Task instructions
Examine each line of the data. Copy the line if it includes the word "NoSteps".

(Records from a data source)
★ ★ ★ ★ ★

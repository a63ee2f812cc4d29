//! The subset of the UCI text protocol spoken to the engine.

use std::fmt;

/// Commands written to the engine's stdin, one per line.
#[derive(Debug, Clone, PartialEq, Eq)]
pub enum UciCommand {
    SetOption { name: String, value: String },
    UciNewGame,
    /// Full position from the start, replayed through `moves`.
    Position { moves: Vec<String> },
    GoNodes(u32),
    Stop,
    Quit,
}

impl fmt::Display for UciCommand {
    fn fmt(&self, f: &mut fmt::Formatter<'_>) -> fmt::Result {
        match self {
            UciCommand::SetOption { name, value } => {
                write!(f, "setoption name {} value {}", name, value)
            }
            UciCommand::UciNewGame => f.write_str("ucinewgame"),
            UciCommand::Position { moves } if moves.is_empty() => f.write_str("position startpos"),
            UciCommand::Position { moves } => {
                write!(f, "position startpos moves {}", moves.join(" "))
            }
            UciCommand::GoNodes(n) => write!(f, "go nodes {}", n),
            UciCommand::Stop => f.write_str("stop"),
            UciCommand::Quit => f.write_str("quit"),
        }
    }
}

/// The engine's answer to a search.
#[derive(Debug, Clone, PartialEq, Eq)]
pub struct BestMove {
    /// Move token exactly as sent, two- or three-character squares.
    pub mv: String,
    /// Predicted reply. Informational only.
    pub ponder: Option<String>,
}

impl BestMove {
    /// The engine had no move to offer (`(none)` or `0000`).
    pub fn is_null(&self) -> bool {
        self.mv == "(none)" || self.mv == "0000"
    }

    /// No ponder move came back, so the engine expects no further play.
    pub fn is_final(&self) -> bool {
        self.ponder.is_none()
    }
}

/// Classification of one complete line of engine output.
#[derive(Debug, Clone, PartialEq, Eq)]
pub enum EngineLine {
    BestMove(BestMove),
    /// `bestmove` with no move token.
    MalformedBestMove(String),
    Other(String),
}

impl EngineLine {
    pub fn parse(line: &str) -> EngineLine {
        let mut tokens = line.split_ascii_whitespace();
        if tokens.next() != Some("bestmove") {
            return EngineLine::Other(line.to_string());
        }
        let Some(mv) = tokens.next() else {
            return EngineLine::MalformedBestMove(line.to_string());
        };
        let ponder = match tokens.next() {
            Some("ponder") => tokens.next().map(str::to_string),
            _ => None,
        };
        EngineLine::BestMove(BestMove {
            mv: mv.to_string(),
            ponder,
        })
    }
}
//! Request and result shapes handed to the outer (UI/HTTP) layer.

use alloc::string::{String, ToString};

use crate::core::{Coordinate, MoveError, MoveOutcome, RawCoordinate, Score};

/// A move proposed by a caller. Components are signed so that out-of-range
/// input reaches the validator and is rejected there.
#[derive(Debug, Clone, PartialEq, Eq)]
#[cfg_attr(feature = "std", derive(serde::Serialize, serde::Deserialize))]
pub struct MoveRequest {
    #[cfg_attr(feature = "std", serde(alias = "pieceID"))]
    pub piece_id: String,
    #[cfg_attr(feature = "std", serde(alias = "a"))]
    pub file: i32,
    #[cfg_attr(feature = "std", serde(alias = "b"))]
    pub rank: i32,
    #[cfg_attr(feature = "std", serde(alias = "c"))]
    pub layer: i32,
}

impl MoveRequest {
    pub fn new(piece_id: impl Into<String>, file: i32, rank: i32, layer: i32) -> Self {
        Self {
            piece_id: piece_id.into(),
            file,
            rank,
            layer,
        }
    }

    pub fn to(piece_id: impl Into<String>, destination: Coordinate) -> Self {
        let raw = RawCoordinate::from(destination);
        Self::new(piece_id, raw.a, raw.b, raw.c)
    }

    pub fn destination(&self) -> Result<Coordinate, MoveError> {
        Ok(Coordinate::checked(self.file, self.rank, self.layer)?)
    }
}

/// Outcome of a move attempt. Invalid moves carry the reason instead of
/// failing the call.
#[derive(Debug, Clone, PartialEq, Eq)]
#[cfg_attr(feature = "std", derive(serde::Serialize, serde::Deserialize))]
pub struct MoveResult {
    pub valid: bool,
    pub reason: Option<String>,
    pub notation: Option<String>,
    pub captured: Option<String>,
    pub white_to_move: bool,
    pub score: Score,
    /// The mover removed the opponent's king.
    pub checkmate: bool,
}

impl MoveResult {
    pub fn from_outcome(outcome: &MoveOutcome) -> Self {
        MoveResult {
            valid: true,
            reason: None,
            notation: Some(outcome.record.notation.clone()),
            captured: outcome.record.captured.clone(),
            white_to_move: outcome.white_to_move,
            score: outcome.score,
            checkmate: outcome.checkmate,
        }
    }

    /// An invalid result; turn and score describe the unchanged board.
    pub fn rejected(error: &MoveError, white_to_move: bool, score: Score) -> Self {
        MoveResult {
            valid: false,
            reason: Some(error.to_string()),
            notation: None,
            captured: None,
            white_to_move,
            score,
            checkmate: false,
        }
    }
}

/// What the engine played and how it went.
#[derive(Debug, Clone, PartialEq, Eq)]
#[cfg_attr(feature = "std", derive(serde::Serialize, serde::Deserialize))]
pub struct EngineMoveResult {
    /// Canonical six-character notation of the engine's move.
    pub notation: String,
    pub piece_id: String,
    pub result: MoveResult,
    pub ponder: Option<String>,
    /// No further play is expected: the engine sent no ponder move or the
    /// move ended the game.
    pub game_ended: bool,
}
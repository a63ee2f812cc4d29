//! Reassembly of newline-terminated lines from an arbitrarily chunked
//! byte stream.

/// Longest unterminated line kept before the buffer gives up on it (64 KiB).
pub const MAX_LINE_LEN: usize = 64 * 1024;

#[derive(Debug, Default)]
pub struct LineBuffer {
    pending: Vec<u8>,
    /// Set while skipping the rest of an overlong line.
    discarding: bool,
}

impl LineBuffer {
    pub fn new() -> Self {
        Self::default()
    }

    /// Feed a chunk and collect every line it completes. Line terminators
    /// (`\n` or `\r\n`) are stripped and blank lines skipped.
    pub fn push(&mut self, chunk: &[u8]) -> Vec<String> {
        let mut lines = Vec::new();
        for &byte in chunk {
            if byte == b'\n' {
                if self.discarding {
                    self.discarding = false;
                } else if let Some(line) = self.take_line() {
                    lines.push(line);
                }
                continue;
            }
            if self.discarding {
                continue;
            }
            if self.pending.len() >= MAX_LINE_LEN {
                log::warn!("engine line exceeds {} bytes, discarding it", MAX_LINE_LEN);
                self.pending.clear();
                self.discarding = true;
                continue;
            }
            self.pending.push(byte);
        }
        lines
    }

    /// Flush a trailing line left without a terminator at end of stream.
    pub fn finish(&mut self) -> Option<String> {
        let discarding = std::mem::take(&mut self.discarding);
        if discarding {
            self.pending.clear();
            return None;
        }
        self.take_line()
    }

    /// Bytes held for the current incomplete line.
    pub fn pending_len(&self) -> usize {
        self.pending.len()
    }

    fn take_line(&mut self) -> Option<String> {
        let mut raw = std::mem::take(&mut self.pending);
        if raw.last() == Some(&b'\r') {
            raw.pop();
        }
        let line = String::from_utf8_lossy(&raw).trim().to_string();
        if line.is_empty() {
            None
        } else {
            Some(line)
        }
    }
}
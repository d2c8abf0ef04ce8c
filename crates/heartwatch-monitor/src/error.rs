//! Workflow errors.

use thiserror::Error;

/// Errors returned by `MonitoringWorkflow::start`.
///
/// Everything that goes wrong *inside* a run is caught at the workflow
/// boundary and classified into the snapshot's failure reason; `start` itself
/// only refuses to overlap runs.
#[derive(Debug, Error)]
pub enum WorkflowError {
  /// A previous run has not reached a terminal state yet.
  #[error("a monitoring run is already in flight")]
  AlreadyRunning,
}

/// Failure causes a run can hit, before classification.
///
/// The `Display` text of each variant is the description handed to
/// [`classify_failure`](crate::classify_failure).
#[derive(Debug, Error)]
pub enum RunError {
  /// Camera permission was not granted.
  #[error("{reason}")]
  PermissionRejected { reason: String },

  /// The fetch completed with a non-success status code.
  #[error("HTTP error: {status}")]
  Transport { status: u16 },

  /// The response parsed but did not match the required schema
  /// (`status_code` != 200 or `detail.results` missing).
  #[error("Monitoring failed. The data structure from the server was invalid.")]
  InvalidPayload,

  /// Anything else raised by the collaborators: network unreachable, a body
  /// that is not JSON, and so on.
  #[error("{message}")]
  Other { message: String },
}
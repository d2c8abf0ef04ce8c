//! Camera permission capability for heartwatch.
//!
//! The workflow only needs a grant/deny answer; no frames are ever captured.
//! [`PromptCameraGate`] asks on the terminal and suspends until the user
//! answers. [`StaticCameraGate`] answers without asking, for scripted use and
//! tests.

mod gate;

pub use gate::{PromptCameraGate, StaticCameraGate};
//! Collaborator capabilities consumed by the workflow.
//!
//! The workflow never talks to a camera or a socket directly; it goes through
//! these two traits. Implementations live in the host crates.

use async_trait::async_trait;
use thiserror::Error;

/// Rejection from the camera permission prompt.
///
/// Carries the permission API's own description of why access was not
/// granted. The workflow only ever inspects it for the `denied` substring.
#[derive(Debug, Error)]
#[error("{reason}")]
pub struct CameraError {
  pub reason: String,
}

impl CameraError {
  pub fn new(reason: impl Into<String>) -> Self {
    Self {
      reason: reason.into(),
    }
  }
}

/// A granted camera handle.
///
/// The workflow uses the grant purely as a readiness probe and releases the
/// lease immediately after it is handed out. `release` must be cheap and
/// infallible.
pub trait CameraLease: Send {
  fn release(self: Box<Self>);
}

/// Permission-checking capability.
#[async_trait]
pub trait CameraGate: Send + Sync {
  /// Request camera access.
  ///
  /// May suspend for as long as the user takes to decide.
  async fn request_access(&self) -> Result<Box<dyn CameraLease>, CameraError>;
}

/// Transport-level failure from the fetch capability.
///
/// Covers everything below the HTTP status line: connection refused, DNS,
/// interrupted body reads. A response that arrived with a non-success status
/// is not a `FetchError` — the workflow inspects the status itself.
#[derive(Debug, Error)]
#[error("{message}")]
pub struct FetchError {
  pub message: String,
}

impl FetchError {
  pub fn new(message: impl Into<String>) -> Self {
    Self {
      message: message.into(),
    }
  }
}

/// HTTP-like response from the monitoring service.
#[derive(Debug, Clone)]
pub struct FetchResponse {
  pub status: u16,
  pub body: Vec<u8>,
}

/// Result-fetching capability.
#[async_trait]
pub trait MonitorClient: Send + Sync {
  /// Fetch the monitoring payload from `url`. Exactly one attempt, no retry.
  async fn fetch(&self, url: &str) -> Result<FetchResponse, FetchError>;
}
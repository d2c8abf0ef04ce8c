//! Failure classification.
//!
//! Maps a raw failure description to the user-facing reason. The
//! case-sensitive `denied` substring match mirrors the permission API's own
//! wording for a user-declined prompt; it is the existing contract, kept
//! behind this single function so a structured error code could replace it
//! without touching the state machine.

/// Fixed reason shown when camera permission is declined.
pub(crate) const CAMERA_REQUIRED: &str = "Camera access is required to perform monitoring.";

/// Classify a failure description into the user-facing reason.
pub fn classify_failure(description: &str) -> String {
  if description.contains("denied") {
    CAMERA_REQUIRED.to_string()
  } else {
    format!("An error occurred: {}", description)
  }
}
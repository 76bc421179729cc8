//! Reduction of a piano-roll into a flat record of song statistics.

use ndarray::{Array2, Axis};
use pianoroll::{PianoRoll, NUM_PITCHES};
use serde::{Deserialize, Serialize};

/// Errors from feature extraction. Any of these causes the source file to
/// be skipped; no partial record is ever produced.
#[derive(Debug, PartialEq, Eq, thiserror::Error)]
pub enum FeatureError {
    #[error("piano-roll has zero time-steps")]
    NoSteps,

    #[error("no active notes in any non-drum track")]
    Silent,

    #[error("tempo vector length {tempo_len} does not match step count {step_count}")]
    TempoMismatch { tempo_len: usize, step_count: usize },
}

/// Summary statistics for one song. Immutable once extracted; serialized
/// verbatim into the per-file JSON record.
#[derive(Debug, Clone, PartialEq, Serialize, Deserialize)]
pub struct SongFeatures {
    /// Time-steps per beat of the source piano-roll.
    pub resolution: u32,
    /// Distinct observed tempo values, rounded to integer BPM, ascending.
    pub tempi: Vec<u32>,
    /// Representative tempo: total beats divided by total minutes.
    pub qpm: f64,
    pub track_count: usize,
    /// Program number per track, in track order.
    pub programs: Vec<u8>,
    pub uses_drums: bool,
    pub step_count: usize,
    pub duration_seconds: f64,
    /// Leading all-silent time-steps (before the first active step).
    pub leading_silence: usize,
    /// Trailing all-silent time-steps (after the last active step).
    pub trailing_silence: usize,
    /// All-silent time-steps strictly inside the sounding region.
    pub interior_silence: usize,
    /// Simultaneously active pitches at each time-step, non-drum tracks only.
    pub notes_per_step: Vec<u32>,
    /// Active time-steps per pitch ([`NUM_PITCHES`] entries).
    pub pitch_counts: Vec<u32>,
}

/// Reduce a piano-roll to its summary statistics.
///
/// Pure function of its input. Drum tracks contribute to `programs` and
/// `uses_drums` but are excluded from the activation union that silence
/// and density statistics are computed over.
pub fn extract(roll: &PianoRoll) -> Result<SongFeatures, FeatureError> {
    let step_count = roll.step_count();
    if step_count == 0 {
        return Err(FeatureError::NoSteps);
    }
    if roll.tempo.len() != step_count {
        return Err(FeatureError::TempoMismatch {
            tempo_len: roll.tempo.len(),
            step_count,
        });
    }

    // Union of note activations across non-drum tracks
    let mut active = Array2::<u32>::zeros((step_count, NUM_PITCHES));
    for track in roll.tracks.iter().filter(|t| !t.is_drum) {
        active.zip_mut_with(&track.roll, |a, &v| *a |= u32::from(v > 0));
    }

    let notes_per_step = active.sum_axis(Axis(1)).to_vec();
    let pitch_counts = active.sum_axis(Axis(0)).to_vec();

    let first_active = notes_per_step
        .iter()
        .position(|&n| n > 0)
        .ok_or(FeatureError::Silent)?;
    let last_active = notes_per_step
        .iter()
        .rposition(|&n| n > 0)
        .ok_or(FeatureError::Silent)?;

    let leading_silence = first_active;
    let trailing_silence = step_count - 1 - last_active;
    let interior_silence = notes_per_step[first_active..=last_active]
        .iter()
        .filter(|&&n| n == 0)
        .count();

    // Each step spans 1/resolution of a beat at the tempo in force there
    let duration_seconds: f64 = roll
        .tempo
        .iter()
        .map(|&bpm| 60.0 / (bpm * roll.resolution as f64))
        .sum();
    let total_beats = step_count as f64 / roll.resolution as f64;
    let qpm = total_beats / (duration_seconds / 60.0);

    let mut tempi: Vec<u32> = roll.tempo.iter().map(|&bpm| bpm.round() as u32).collect();
    tempi.sort_unstable();
    tempi.dedup();

    Ok(SongFeatures {
        resolution: roll.resolution,
        tempi,
        qpm,
        track_count: roll.tracks.len(),
        programs: roll.tracks.iter().map(|t| t.program).collect(),
        uses_drums: roll.tracks.iter().any(|t| t.is_drum),
        step_count,
        duration_seconds,
        leading_silence,
        trailing_silence,
        interior_silence,
        notes_per_step,
        pitch_counts,
    })
}
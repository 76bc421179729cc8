//! Batch driver: file discovery, worker pool, per-file outcomes.

use std::fs;
use std::path::{Path, PathBuf};

use anyhow::{Context, Result};
use indicatif::{ProgressBar, ProgressStyle};
use rayon::prelude::*;
use tracing::{debug, info, warn};
use walkdir::WalkDir;

use pianoroll::{PianoRoll, DEFAULT_RESOLUTION};

use crate::features;
use crate::writer::RecordWriter;

#[derive(Debug, Clone)]
pub struct BatchOptions {
    /// Directory scanned recursively for MIDI files.
    pub midi_dir: PathBuf,
    /// Directory receiving `song_NNNNNN.json` records.
    pub data_dir: PathBuf,
    /// Worker thread count (clamped to at least 1).
    pub jobs: usize,
}

/// Result of one input file: the record path it produced, or why it was
/// skipped. Skips never abort the batch.
#[derive(Debug)]
pub struct ProcessOutcome {
    pub input: PathBuf,
    pub result: std::result::Result<PathBuf, String>,
}

#[derive(Debug)]
pub struct BatchSummary {
    pub outcomes: Vec<ProcessOutcome>,
}

impl BatchSummary {
    pub fn written(&self) -> usize {
        self.outcomes.iter().filter(|o| o.result.is_ok()).count()
    }

    pub fn skipped(&self) -> usize {
        self.outcomes.len() - self.written()
    }
}

/// Process every MIDI file under `midi_dir`, one JSON record per success.
pub fn run(options: &BatchOptions) -> Result<BatchSummary> {
    let files = collect_midi_files(&options.midi_dir);
    if files.is_empty() {
        warn!(midi_dir = %options.midi_dir.display(), "no MIDI files found");
    } else {
        info!(count = files.len(), "discovered MIDI files");
    }

    let writer = RecordWriter::create(&options.data_dir)?;

    let pool = rayon::ThreadPoolBuilder::new()
        .num_threads(options.jobs.max(1))
        .build()
        .context("building worker pool")?;

    let progress = ProgressBar::new(files.len() as u64);
    progress.set_style(
        ProgressStyle::default_bar()
            .template("[{bar:40.green/dim}] {pos}/{len} {msg}")
            .unwrap()
            .progress_chars("=> "),
    );

    let outcomes: Vec<ProcessOutcome> = pool.install(|| {
        files
            .par_iter()
            .map(|path| {
                let result = process_file(path, &writer).map_err(|e| format!("{e:#}"));
                match &result {
                    Ok(output) => {
                        debug!(input = %path.display(), output = %output.display(), "wrote record")
                    }
                    Err(reason) => {
                        warn!(input = %path.display(), reason, "skipping file")
                    }
                }
                progress.inc(1);
                ProcessOutcome {
                    input: path.clone(),
                    result,
                }
            })
            .collect()
    });
    progress.finish_and_clear();

    let summary = BatchSummary { outcomes };
    info!(
        written = summary.written(),
        skipped = summary.skipped(),
        "batch complete"
    );
    Ok(summary)
}

/// Parse, extract, and persist a single file.
fn process_file(path: &Path, writer: &RecordWriter) -> Result<PathBuf> {
    let bytes = fs::read(path).with_context(|| format!("reading {}", path.display()))?;
    let roll = PianoRoll::from_bytes(&bytes, DEFAULT_RESOLUTION)?;
    let features = features::extract(&roll)?;

    let file_name = path
        .file_name()
        .map(|n| n.to_string_lossy().into_owned())
        .context("input path has no file name")?;

    writer.write(&file_name, &features)
}

/// Recursively collect files whose extension starts with `mid` (.mid,
/// .midi, case-insensitive), sorted for deterministic dispatch order.
pub fn collect_midi_files(root: &Path) -> Vec<PathBuf> {
    let mut files: Vec<PathBuf> = WalkDir::new(root)
        .into_iter()
        .filter_map(|entry| match entry {
            Ok(entry) => Some(entry),
            Err(error) => {
                warn!(%error, "skipping unreadable directory entry");
                None
            }
        })
        .filter(|entry| entry.file_type().is_file() && has_midi_extension(entry.path()))
        .map(|entry| entry.into_path())
        .collect();
    files.sort();
    files
}

fn has_midi_extension(path: &Path) -> bool {
    path.extension()
        .and_then(|ext| ext.to_str())
        .is_some_and(|ext| ext.to_ascii_lowercase().starts_with("mid"))
}
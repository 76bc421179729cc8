//! Batch summary statistics for MIDI collections.
//!
//! Walks a directory of `.mid`/`.midi` files, turns each into a
//! [`pianoroll::PianoRoll`], reduces it to a flat [`SongFeatures`] record,
//! and appends the record as a numbered `song_NNNNNN.json` file in the
//! output directory. Numbering resumes across runs and is safe under
//! concurrent workers.

pub mod batch;
pub mod features;
pub mod writer;

pub use batch::{run, BatchOptions, BatchSummary, ProcessOutcome};
pub use features::{extract, FeatureError, SongFeatures};
pub use writer::RecordWriter;
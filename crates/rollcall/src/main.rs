//! rollcall binary - batch MIDI summary statistics

use std::path::PathBuf;

use anyhow::Result;
use clap::Parser;
use tracing::info;
use tracing_subscriber::EnvFilter;

use rollcall::batch::{self, BatchOptions};

/// Extract per-song summary statistics from a directory of MIDI files
#[derive(Parser, Debug)]
#[command(version, about, long_about = None)]
struct Args {
    /// Directory scanned recursively for .mid/.midi files
    #[arg(long, alias = "midi_path", default_value = "midis_cpdl/")]
    midi_path: PathBuf,

    /// Directory receiving numbered song_NNNNNN.json records
    #[arg(long, alias = "data_path", default_value = "song_data_cpdl/")]
    data_path: PathBuf,

    /// Worker thread count
    #[arg(long, short, default_value_t = default_jobs())]
    jobs: usize,
}

/// Available cores minus one, so the host stays responsive during a run.
fn default_jobs() -> usize {
    std::thread::available_parallelism()
        .map(|n| n.get())
        .unwrap_or(2)
        .saturating_sub(1)
        .max(1)
}

fn main() -> Result<()> {
    tracing_subscriber::fmt()
        .with_env_filter(
            EnvFilter::try_from_default_env().unwrap_or_else(|_| EnvFilter::new("info")),
        )
        .init();

    let args = Args::parse();
    info!(
        midi_path = %args.midi_path.display(),
        data_path = %args.data_path.display(),
        jobs = args.jobs,
        "rollcall starting"
    );

    let summary = batch::run(&BatchOptions {
        midi_dir: args.midi_path,
        data_dir: args.data_path,
        jobs: args.jobs,
    })?;

    info!(
        written = summary.written(),
        skipped = summary.skipped(),
        "rollcall finished"
    );
    Ok(())
}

★ ★ ★ ★ ★

Task solution
    NoSteps,
        return Err(FeatureError::NoSteps);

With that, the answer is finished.